Di dalam bus, seorang ibu mukanya ketakutan, sepertinya ia khawatir pada kondisi si pengendara motor yang ditabrak. Karena makin banyak penumpang yang turun, saya ikutan turun melihat keadaaan. Ternyata pengendara yang ditabrak dua orang perempuan. Kakinya sepertinya keseleo atau luka. Motornya penyok di bagian depan. Saya melihat sekeliling. Ada satu orang penumpang laki-laki sibuk memotret dengan ponselnya.
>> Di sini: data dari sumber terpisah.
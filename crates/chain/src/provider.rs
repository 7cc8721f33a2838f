//! Provider management for HTTP and WebSocket connections.
//! Uses Alloy providers for type-safe RPC interactions.

use alloy::primitives::{Address, U256};
use alloy::providers::{Provider, ProviderBuilder};
use alloy::sol;
use anyhow::Result;
use tracing::{debug, info, warn};

// Define BalancesReader contract interface with #[sol(rpc)] for typed calls
sol! {
    /// Balance entry from BalancesReader
    #[derive(Debug)]
    struct BalanceEntry {
        address underlying;
        uint256 amount;
        uint256 price;
        uint256 decimals;
    }

    /// BalancesReader contract interface
    #[sol(rpc)]
    interface IBalancesReader {
        function getAllSuppliedBalancesWithPrices(
            address pool,
            address user
        ) external view returns (BalanceEntry[] memory);

        function getAllBorrowedBalancesWithPrices(
            address pool,
            address user
        ) external view returns (BalanceEntry[] memory);
    }
}

/// Balance data from BalancesReader contract.
#[derive(Debug, Clone)]
pub struct BalanceData {
    pub underlying: Address,
    pub amount: U256,
    pub price: U256,
    pub decimals: u8,
    /// Liquidation threshold (basis points, e.g., 8000 = 80%)
    /// This is populated from asset registry, not from contract
    pub liquidation_threshold: u16,
}

impl From<BalanceEntry> for BalanceData {
    fn from(entry: BalanceEntry) -> Self {
        Self {
            underlying: entry.underlying,
            amount: entry.amount,
            price: entry.price,
            decimals: entry.decimals.to::<u8>(),
            liquidation_threshold: 8000, // Default 80%, should be updated from asset config
        }
    }
}

/// Provider manager for multiple RPC connections.
/// Uses Alloy typed providers instead of manual JSON-RPC.
#[derive(Clone)]
pub struct ProviderManager {
    /// HTTP URL (general purpose)
    http_url: String,
    /// Read URL (for contract calls like BalancesReader)
    read_url: String,
    /// Archive URL
    archive_url: String,
    /// Send URL
    send_url: String,
    /// WebSocket URL for subscriptions
    ws_url: String,
    /// Pool address
    pool_address: Address,
    /// BalancesReader address
    balances_reader_address: Address,
}

impl ProviderManager {
    /// Create a new provider manager with Alloy providers.
    pub async fn new(
        http_url: &str,
        archive_url: &str,
        send_url: &str,
        ws_url: &str,
        pool_address: Address,
        balances_reader_address: Address,
    ) -> Result<Self> {
        // Use HyperLend RPC for contract reads (more reliable than Alchemy for this)
        let read_url = "https://rpc.hyperlend.finance";

        info!(
            http = http_url,
            read = read_url,
            archive = archive_url,
            send = send_url,
            ws = ws_url,
            "Initializing provider manager with Alloy providers"
        );

        // Test connection
        let provider = ProviderBuilder::new().on_http(read_url.parse()?);
        let block = provider.get_block_number().await?;
        info!(block = block, "Provider connection verified");

        Ok(Self {
            http_url: http_url.to_string(),
            read_url: read_url.to_string(),
            archive_url: archive_url.to_string(),
            send_url: send_url.to_string(),
            ws_url: ws_url.to_string(),
            pool_address,
            balances_reader_address,
        })
    }

    /// Get the HTTP URL.
    pub fn http_url(&self) -> &str {
        &self.http_url
    }

    /// Get the archive URL.
    pub fn archive_url(&self) -> &str {
        &self.archive_url
    }

    /// Get the send URL.
    pub fn send_url(&self) -> &str {
        &self.send_url
    }

    /// Get the WebSocket URL.
    pub fn ws_url(&self) -> &str {
        &self.ws_url
    }

    /// Get the pool address.
    pub fn pool_address(&self) -> Address {
        self.pool_address
    }

    /// Get current block number using Alloy provider.
    pub async fn block_number(&self) -> Result<u64> {
        let provider = ProviderBuilder::new().on_http(self.read_url.parse()?);
        let block = provider.get_block_number().await?;
        Ok(block)
    }

    /// Get chain ID using Alloy provider.
    pub async fn chain_id(&self) -> Result<u64> {
        let provider = ProviderBuilder::new().on_http(self.read_url.parse()?);
        let chain_id = provider.get_chain_id().await?;
        Ok(chain_id)
    }

    /// Get position data for a user using typed Alloy contract calls.
    /// Returns (supplied_balances, borrowed_balances).
    /// OPTIMIZATION: Fetches supply and borrow balances in parallel (~50% faster).
    pub async fn get_position_data(
        &self,
        user: Address,
    ) -> Result<(Vec<BalanceData>, Vec<BalanceData>)> {
        debug!(user = %user, "Fetching position data via Alloy");

        // Create provider and contract instance
        let provider = ProviderBuilder::new().on_http(self.read_url.parse()?);
        let contract = IBalancesReader::new(self.balances_reader_address, &provider);

        // Create typed contract calls
        let supply_call = contract.getAllSuppliedBalancesWithPrices(self.pool_address, user);
        let borrow_call = contract.getAllBorrowedBalancesWithPrices(self.pool_address, user);

        // Execute both calls in parallel using Alloy's typed interface
        let (supply_result, borrow_result) = tokio::join!(
            supply_call.call(),
            borrow_call.call()
        );

        // Parse results with proper error handling
        let supply_balances: Vec<BalanceData> = match supply_result {
            Ok(entries) => entries._0.into_iter().map(BalanceData::from).collect(),
            Err(e) => {
                warn!(user = %user, error = %e, "Failed to fetch supply balances");
                Vec::new()
            }
        };

        let borrow_balances: Vec<BalanceData> = match borrow_result {
            Ok(entries) => entries._0.into_iter().map(BalanceData::from).collect(),
            Err(e) => {
                warn!(user = %user, error = %e, "Failed to fetch borrow balances");
                Vec::new()
            }
        };

        debug!(
            user = %user,
            supply_count = supply_balances.len(),
            borrow_count = borrow_balances.len(),
            "Position data fetched via Alloy"
        );

        Ok((supply_balances, borrow_balances))
    }

    /// Get position data for multiple users in parallel.
    /// OPTIMIZATION: Fetches all users concurrently with bounded parallelism.
    pub async fn get_positions_batch(
        &self,
        users: &[Address],
        max_concurrent: usize,
    ) -> Vec<(Address, Result<(Vec<BalanceData>, Vec<BalanceData>)>)> {
        use futures::stream::{self, StreamExt};

        stream::iter(users.iter().cloned())
            .map(|user| async move {
                let result = self.get_position_data(user).await;
                (user, result)
            })
            .buffer_unordered(max_concurrent)
            .collect()
            .await
    }

    /// Check if provider is healthy.
    pub async fn health_check(&self) -> Result<bool> {
        let block = self.block_number().await?;
        debug!(block = block, "Provider health check passed");
        Ok(block > 0)
    }
}

#[cfg(test)]
mod tests {
    use super::*;

    #[tokio::test]
    #[ignore] // Requires network
    async fn test_provider_creation() {
        let provider = ProviderManager::new(
            "https://rpc.hyperlend.finance",
            "https://rpc.hyperlend.finance/archive",
            "https://rpc.hyperliquid.xyz/evm",
            "wss://hyperliquid.g.alchemy.com/v2/test",
            "0x00A89d7a5A02160f20150EbEA7a2b5E4879A1A8b"
                .parse()
                .unwrap(),
            "0xE17ea42a8d61e50a26bec1829399071d2129845b"
                .parse()
                .unwrap(),
        )
        .await;

        assert!(provider.is_ok());
    }
}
Huh, pasti akan dia twitpic, pikir saya. (Jadi ingat Rio Dewanto di Arisan! 2 haha). Satu penumpang laki-laki lain mengeluarkan kamera SLR dari tasnya. Dia juga sibuk memotret. Dia pasti fotografer atau mungkin wartawan foto, pikir saya. Saya melongok ke dalam bus TransJakarta, ada perempuan yang masih duduk sendirian di bagian depan. Dia menangis tersedu-sedu. Dia pasti sedang patah hati, pikir saya.

 

Taksi

Masih hari yang sama. Sore, hujan deras mengguyur Jakarta. Langit hitam. Angin kencang. Jendela ruangan kantor saya sampai goyang-goyang. Di luar, rupanya banyak pohon tumbang. Gawat, pasti macet parah. Padahal saya harus sampai di bandara sebelum pukul 7 malam. Saya pesan taksi sejak pukul 3 sore, tapi sampai pukul 5 tak kunjung datang. Saya pilih jalan kaki hujan-hujanan untuk cari taksi dari jalan utama. Di tengah jalan melihat pohon beringin tua dan besar tumbang, tercerabut sampai akar-akarnya. Menyetop taksi bakal sulit nih, pikir saya saat itu. Benar. Taksi jarang yang kosong, bahkan harus pula rebutan dengan calon penumpang lain. Dan ya, akhirnya saya dapat taksi, hasil rebutan dengan seorang perempuan. Maaf ya, mbak. :p

 

Macet

Jakarta itu gampang sakit. Hujan sedikit, macet. Badai datang, pohon-pohon tumbang, lalu ibukota seakan lumpuh. Mungkin Jakarta harus lumpuh dulu supaya penghuninya menyadari soal pentingnya berbagi hak di jalanan. Ibarat kata, Jakarta adalah manusia yang tiba-tiba mengalami kelumpuhan dan harus belajar jalan lagi dengan susah payah. Makin banyak mobil pribadi, makin banyak pengemudi yang pemarah, makin padat jalanan, kecepatan makin tersendat, waktu makin cepat pergi. Makin lama, kota ini makin tak bersahabat, terutama bagi para pejalan kaki seperti saya. Sudah sering muncul ide untuk cari kerja di kota lain. Tapi urung terlaksana karena, ya, ternyata penghidupan dan isi hati masih betah tinggal di Jakarta. Cuma pikiran saja yang mulai tak betah.

 

Pejalan Kaki

Oh ya, saya memang pejalan kaki. Bahkan, sewaktu SMA, saya pernah jadi panitia LLD (Lomba Lintas Desa) yang katanya jadi ‘tradisi’ sekolah. Bentuk lomba itu adalah jalan kaki untuk jarak yang jauh. Sebagai panitia, saat itu saya harus ikut jalan kaki dari Citayam di Bogor ke Pasar Minggu dengan rute yang memutar-mutar dan masuk ke pemukiman penduduk dan tentunya kuburan. Total jaraknya 48 kilometer. Start pukul 9 malam di hari Sabtu, sampai di garis finish sekitar pukul 7 pagi di hari Minggu. Cuma diselingi beberapa kali istirahat. Entah ‘tradisi’ itu masih berlangsung atau tidak di SMA saya.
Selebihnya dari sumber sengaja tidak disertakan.